# Action item:
Find all lines in the records that include the word "other", and copy them out.

# Listed records:

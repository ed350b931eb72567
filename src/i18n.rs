use std::collections::HashMap;
use std::fs;
use std::path::Path;
use sys_locale::get_locale;

/// 문자열 키를 모아두는 네임스페이스.
pub mod keys {
    pub const ERROR_PREFIX: &str = "general.error_prefix";
    pub const APP_EXIT: &str = "general.app_exit";

    pub const MAIN_MENU_TITLE: &str = "main_menu.title";
    pub const MAIN_MENU_WET_BULB: &str = "main_menu.wet_bulb";
    pub const MAIN_MENU_STATE: &str = "main_menu.state";
    pub const MAIN_MENU_SATURATION: &str = "main_menu.saturation";
    pub const MAIN_MENU_UNIT_CONVERSION: &str = "main_menu.unit_conversion";
    pub const MAIN_MENU_SETTINGS: &str = "main_menu.settings";
    pub const MAIN_MENU_EXIT: &str = "main_menu.exit";
    pub const PROMPT_MENU_SELECT: &str = "prompt.menu_select";
    pub const INVALID_SELECTION_RETRY: &str = "error.invalid_selection_retry";
    pub const ERROR_INVALID_NUMBER: &str = "error.invalid_number";

    pub const PROMPT_DRY_BULB: &str = "prompt.dry_bulb";
    pub const PROMPT_RELATIVE_HUMIDITY: &str = "prompt.relative_humidity";
    pub const PROMPT_TEMPERATURE: &str = "prompt.temperature";

    pub const WET_BULB_HEADING: &str = "wet_bulb.heading";
    pub const RESULT_WET_BULB: &str = "result.wet_bulb";
    pub const RESULT_ITERATIONS: &str = "result.iterations";
    pub const RESULT_DEPRESSION: &str = "result.depression";
    pub const RESULT_HUMIDITY_RATIO: &str = "result.humidity_ratio";
    pub const RESULT_REGRESSION: &str = "result.regression";

    pub const STATE_HEADING: &str = "state.heading";
    pub const STATE_DEW_POINT: &str = "state.dew_point";
    pub const STATE_VAPOR_PRESSURE: &str = "state.vapor_pressure";
    pub const STATE_SATURATED_HUMIDITY_RATIO: &str = "state.saturated_humidity_ratio";
    pub const STATE_DEGREE_OF_SATURATION: &str = "state.degree_of_saturation";
    pub const STATE_GRAINS: &str = "state.grains";
    pub const STATE_SPECIFIC_VOLUME: &str = "state.specific_volume";
    pub const STATE_DENSITY: &str = "state.density";
    pub const STATE_ENTHALPY: &str = "state.enthalpy";

    pub const SATURATION_HEADING: &str = "saturation.heading";
    pub const RESULT_SATURATION_PRESSURE: &str = "result.saturation_pressure";
    pub const RESULT_SATURATION_OVER_ICE: &str = "result.saturation_over_ice";
    pub const RESULT_SATURATION_OVER_WATER: &str = "result.saturation_over_water";
    pub const RESULT_SPECIFIC_HEATS: &str = "result.specific_heats";

    pub const UNIT_CONVERSION_HEADING: &str = "unit_conversion.heading";
    pub const UNIT_CONVERSION_OPTIONS: &str = "unit_conversion.options";
    pub const UNIT_CONVERSION_PROMPT_KIND: &str = "unit_conversion.prompt_kind";
    pub const UNIT_CONVERSION_PROMPT_VALUE: &str = "unit_conversion.prompt_value";
    pub const UNIT_CONVERSION_PROMPT_FROM_UNIT: &str = "unit_conversion.prompt_from_unit";
    pub const UNIT_CONVERSION_PROMPT_TO_UNIT: &str = "unit_conversion.prompt_to_unit";
    pub const UNIT_CONVERSION_RESULT: &str = "unit_conversion.result";
    pub const UNIT_CONVERSION_UNSUPPORTED: &str = "unit_conversion.unsupported";

    pub const SETTINGS_HEADING: &str = "settings.heading";
    pub const SETTINGS_CURRENT_UNIT_SYSTEM: &str = "settings.current_unit_system";
    pub const SETTINGS_OPTIONS: &str = "settings.options";
    pub const SETTINGS_PROMPT_CHANGE: &str = "settings.prompt_change";
    pub const SETTINGS_INVALID: &str = "settings.invalid";
    pub const SETTINGS_SAVED: &str = "settings.saved";
}

#[derive(Debug, Clone, Copy, PartialEq, Eq)]
pub enum Language {
    Ko,
    En,
}

impl Language {
    fn from_code(code: &str) -> Self {
        let c = code.to_lowercase();
        if c.starts_with("en") {
            Language::En
        } else {
            Language::Ko
        }
    }

    pub fn as_code(&self) -> &'static str {
        match self {
            Language::Ko => "ko",
            Language::En => "en",
        }
    }
}

/// 런타임 언어 번들을 제공한다.
#[derive(Debug, Clone)]
pub struct Translator {
    lang: Language,
    overrides: Option<HashMap<String, String>>,
}

impl Translator {
    /// 언어 코드(ko/en)에 따라 번역기를 생성한다. 알 수 없는 코드는 ko로 폴백한다.
    pub fn new(lang_code: &str) -> Self {
        Self {
            lang: Language::from_code(lang_code),
            overrides: None,
        }
    }

    /// 언어 코드 + 언어팩 디렉터리(locales/ 등)를 받아서 번역기를 생성한다.
    /// 디렉터리가 없거나 파일이 없으면 내장 문자열만 사용한다.
    pub fn new_with_pack(lang_code: &str, pack_dir: Option<&str>) -> Self {
        let overrides = pack_dir
            .and_then(|dir| load_overrides(dir, lang_code))
            .or_else(|| load_overrides("locales", lang_code));
        Self {
            lang: Language::from_code(lang_code),
            overrides,
        }
    }

    pub fn language(&self) -> Language {
        self.lang
    }

    /// 번역을 가져온다. 언어팩 → 선택 언어 → 한국어 순으로 찾는다.
    pub fn t<'a>(&'a self, key: &'a str) -> &'a str {
        if let Some(v) = self.overrides.as_ref().and_then(|m| m.get(key)) {
            return v;
        }
        match self.lang {
            Language::En => en(key).unwrap_or_else(|| ko(key)),
            Language::Ko => ko(key),
        }
    }
}

/// CLI 플래그/설정/시스템 순으로 언어 코드를 결정한다.
pub fn resolve_language(cli_arg: &str, config_lang: Option<&str>) -> String {
    normalize_lang(cli_arg)
        .or_else(|| config_lang.and_then(normalize_lang))
        .or_else(detect_system_language)
        .unwrap_or_else(|| "en".to_string())
}

fn normalize_lang(code: &str) -> Option<String> {
    let c = code.trim().to_lowercase();
    match c.as_str() {
        "auto" | "" => None,
        other if other.starts_with("ko") => Some("ko".into()),
        other if other.starts_with("en") => Some("en".into()),
        _ => None,
    }
}

fn normalize_locale_string(loc: &str) -> Option<String> {
    let lang = loc
        .split(['.', '_', '-'])
        .next()
        .unwrap_or_default()
        .to_lowercase();
    match lang.as_str() {
        "ko" => Some("ko".into()),
        "en" => Some("en".into()),
        _ => None,
    }
}

/// 시스템 로케일에서 언어를 추정한다.
pub fn detect_system_language() -> Option<String> {
    if let Some(lang) = get_locale().as_deref().and_then(normalize_locale_string) {
        return Some(lang);
    }
    ["LC_ALL", "LANG"]
        .iter()
        .filter_map(|var| std::env::var(var).ok())
        .find_map(|v| normalize_locale_string(&v))
}

/// TOML 기반 언어팩을 로드한다. 형식: key = "value" 또는 [section] 테이블.
fn load_overrides(dir: &str, lang: &str) -> Option<HashMap<String, String>> {
    let path = Path::new(dir).join(format!("{lang}.toml"));
    let content = fs::read_to_string(path).ok()?;
    parse_toml_to_map(&content)
}

fn parse_toml_to_map(src: &str) -> Option<HashMap<String, String>> {
    let value: toml::Value = toml::from_str(src).ok()?;
    let table = value.as_table()?;
    let mut map = HashMap::new();

    fn walk(prefix: &str, val: &toml::Value, out: &mut HashMap<String, String>) {
        match val {
            toml::Value::String(s) => {
                out.insert(prefix.to_string(), s.to_string());
            }
            toml::Value::Table(t) => {
                for (k, v) in t {
                    let key = if prefix.is_empty() {
                        k.clone()
                    } else {
                        format!("{prefix}.{k}")
                    };
                    walk(&key, v, out);
                }
            }
            _ => {}
        }
    }

    for (k, v) in table {
        walk(k, v, &mut map);
    }

    if map.is_empty() {
        None
    } else {
        Some(map)
    }
}

fn ko(key: &str) -> &'static str {
    use keys::*;
    match key {
        ERROR_PREFIX => "오류",
        APP_EXIT => "프로그램을 종료합니다.",
        MAIN_MENU_TITLE => "\n=== Psychrometric Toolbox ===",
        MAIN_MENU_WET_BULB => "1) 습구온도 (반복법)",
        MAIN_MENU_STATE => "2) 습공기 상태점",
        MAIN_MENU_SATURATION => "3) 포화압력 / 비열",
        MAIN_MENU_UNIT_CONVERSION => "4) 단위 변환기",
        MAIN_MENU_SETTINGS => "5) 설정",
        MAIN_MENU_EXIT => "0) 종료",
        PROMPT_MENU_SELECT => "메뉴 선택: ",
        INVALID_SELECTION_RETRY => "잘못된 입력입니다. 다시 선택하세요.",
        ERROR_INVALID_NUMBER => "숫자를 입력하세요.",
        PROMPT_DRY_BULB => "건구온도",
        PROMPT_RELATIVE_HUMIDITY => "상대습도 [0~1]: ",
        PROMPT_TEMPERATURE => "온도",
        WET_BULB_HEADING => "\n-- 습구온도 --",
        RESULT_WET_BULB => "습구온도",
        RESULT_ITERATIONS => "반복 횟수",
        RESULT_DEPRESSION => "습구 강하",
        RESULT_HUMIDITY_RATIO => "습도비 [lbm/lbm]",
        RESULT_REGRESSION => "회귀식 습구온도(Stull)",
        STATE_HEADING => "\n-- 습공기 상태점 --",
        STATE_DEW_POINT => "이슬점",
        STATE_VAPOR_PRESSURE => "수증기 분압",
        STATE_SATURATED_HUMIDITY_RATIO => "포화 습도비 [lbm/lbm]",
        STATE_DEGREE_OF_SATURATION => "포화도 [%]",
        STATE_GRAINS => "수분량 [gr/lbm]",
        STATE_SPECIFIC_VOLUME => "비체적 [ft³/lbm]",
        STATE_DENSITY => "밀도 [lbm/ft³]",
        STATE_ENTHALPY => "엔탈피",
        SATURATION_HEADING => "\n-- 포화압력 / 비열 --",
        RESULT_SATURATION_PRESSURE => "포화압력",
        RESULT_SATURATION_OVER_ICE => "  얼음 위",
        RESULT_SATURATION_OVER_WATER => "  물 위",
        RESULT_SPECIFIC_HEATS => "비열 (물 / 수증기 / 건공기)",
        UNIT_CONVERSION_HEADING => "\n-- 단위 변환 --",
        UNIT_CONVERSION_OPTIONS => "1) 온도  2) 온도차  3) 압력  4) 비열  5) 비엔탈피",
        UNIT_CONVERSION_PROMPT_KIND => "항목 번호를 입력: ",
        UNIT_CONVERSION_PROMPT_VALUE => "값 입력: ",
        UNIT_CONVERSION_PROMPT_FROM_UNIT => "입력 단위(ex: F, psi, kJ/kg): ",
        UNIT_CONVERSION_PROMPT_TO_UNIT => "변환 단위(ex: C, kPa, Btu/lbm): ",
        UNIT_CONVERSION_RESULT => "변환 결과:",
        UNIT_CONVERSION_UNSUPPORTED => "지원하지 않는 번호입니다.",
        SETTINGS_HEADING => "\n-- 설정 --",
        SETTINGS_CURRENT_UNIT_SYSTEM => "현재 단위 시스템:",
        SETTINGS_OPTIONS => "1) Imperial  2) SI",
        SETTINGS_PROMPT_CHANGE => "변경할 번호(취소하려면 엔터): ",
        SETTINGS_INVALID => "잘못된 입력이므로 변경하지 않습니다.",
        SETTINGS_SAVED => "단위 시스템이 변경되었습니다:",
        _ => "",
    }
}

fn en(key: &str) -> Option<&'static str> {
    use keys::*;
    Some(match key {
        ERROR_PREFIX => "Error",
        APP_EXIT => "Exiting application.",
        MAIN_MENU_TITLE => "\n=== Psychrometric Toolbox ===",
        MAIN_MENU_WET_BULB => "1) Wet-bulb temperature (iterative)",
        MAIN_MENU_STATE => "2) Moist air state",
        MAIN_MENU_SATURATION => "3) Saturation pressure / specific heats",
        MAIN_MENU_UNIT_CONVERSION => "4) Unit converter",
        MAIN_MENU_SETTINGS => "5) Settings",
        MAIN_MENU_EXIT => "0) Exit",
        PROMPT_MENU_SELECT => "Select menu: ",
        INVALID_SELECTION_RETRY => "Invalid input. Please try again.",
        ERROR_INVALID_NUMBER => "Please enter a number.",
        PROMPT_DRY_BULB => "Dry-bulb temperature",
        PROMPT_RELATIVE_HUMIDITY => "Relative humidity [0-1]: ",
        PROMPT_TEMPERATURE => "Temperature",
        WET_BULB_HEADING => "\n-- Wet-bulb temperature --",
        RESULT_WET_BULB => "Wet-bulb",
        RESULT_ITERATIONS => "Iterations",
        RESULT_DEPRESSION => "Wet-bulb depression",
        RESULT_HUMIDITY_RATIO => "Humidity ratio [lbm/lbm]",
        RESULT_REGRESSION => "Regression wet-bulb (Stull)",
        STATE_HEADING => "\n-- Moist air state --",
        STATE_DEW_POINT => "Dew point",
        STATE_VAPOR_PRESSURE => "Vapor pressure",
        STATE_SATURATED_HUMIDITY_RATIO => "Saturated humidity ratio [lbm/lbm]",
        STATE_DEGREE_OF_SATURATION => "Degree of saturation [%]",
        STATE_GRAINS => "Moisture [gr/lbm]",
        STATE_SPECIFIC_VOLUME => "Specific volume [ft³/lbm]",
        STATE_DENSITY => "Density [lbm/ft³]",
        STATE_ENTHALPY => "Enthalpy",
        SATURATION_HEADING => "\n-- Saturation pressure / specific heats --",
        RESULT_SATURATION_PRESSURE => "Saturation pressure",
        RESULT_SATURATION_OVER_ICE => "  over ice",
        RESULT_SATURATION_OVER_WATER => "  over water",
        RESULT_SPECIFIC_HEATS => "Specific heats (water / vapor / dry air)",
        UNIT_CONVERSION_HEADING => "\n-- Unit Conversion --",
        UNIT_CONVERSION_OPTIONS => {
            "1) Temperature  2) ΔTemperature  3) Pressure  4) Specific heat  5) Specific enthalpy"
        }
        UNIT_CONVERSION_PROMPT_KIND => "Enter item number: ",
        UNIT_CONVERSION_PROMPT_VALUE => "Value: ",
        UNIT_CONVERSION_PROMPT_FROM_UNIT => "From unit (ex: F, psi, kJ/kg): ",
        UNIT_CONVERSION_PROMPT_TO_UNIT => "To unit (ex: C, kPa, Btu/lbm): ",
        UNIT_CONVERSION_RESULT => "Result:",
        UNIT_CONVERSION_UNSUPPORTED => "Unsupported selection.",
        SETTINGS_HEADING => "\n-- Settings --",
        SETTINGS_CURRENT_UNIT_SYSTEM => "Current unit system:",
        SETTINGS_OPTIONS => "1) Imperial  2) SI",
        SETTINGS_PROMPT_CHANGE => "Number to change (Enter to cancel): ",
        SETTINGS_INVALID => "Invalid input, keeping current setting.",
        SETTINGS_SAVED => "Unit system set to:",
        _ => return None,
    })
}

# Solution to this task:
        other if other.starts_with("ko") => Some("ko".into()),
        other if other.starts_with("en") => Some("en".into()),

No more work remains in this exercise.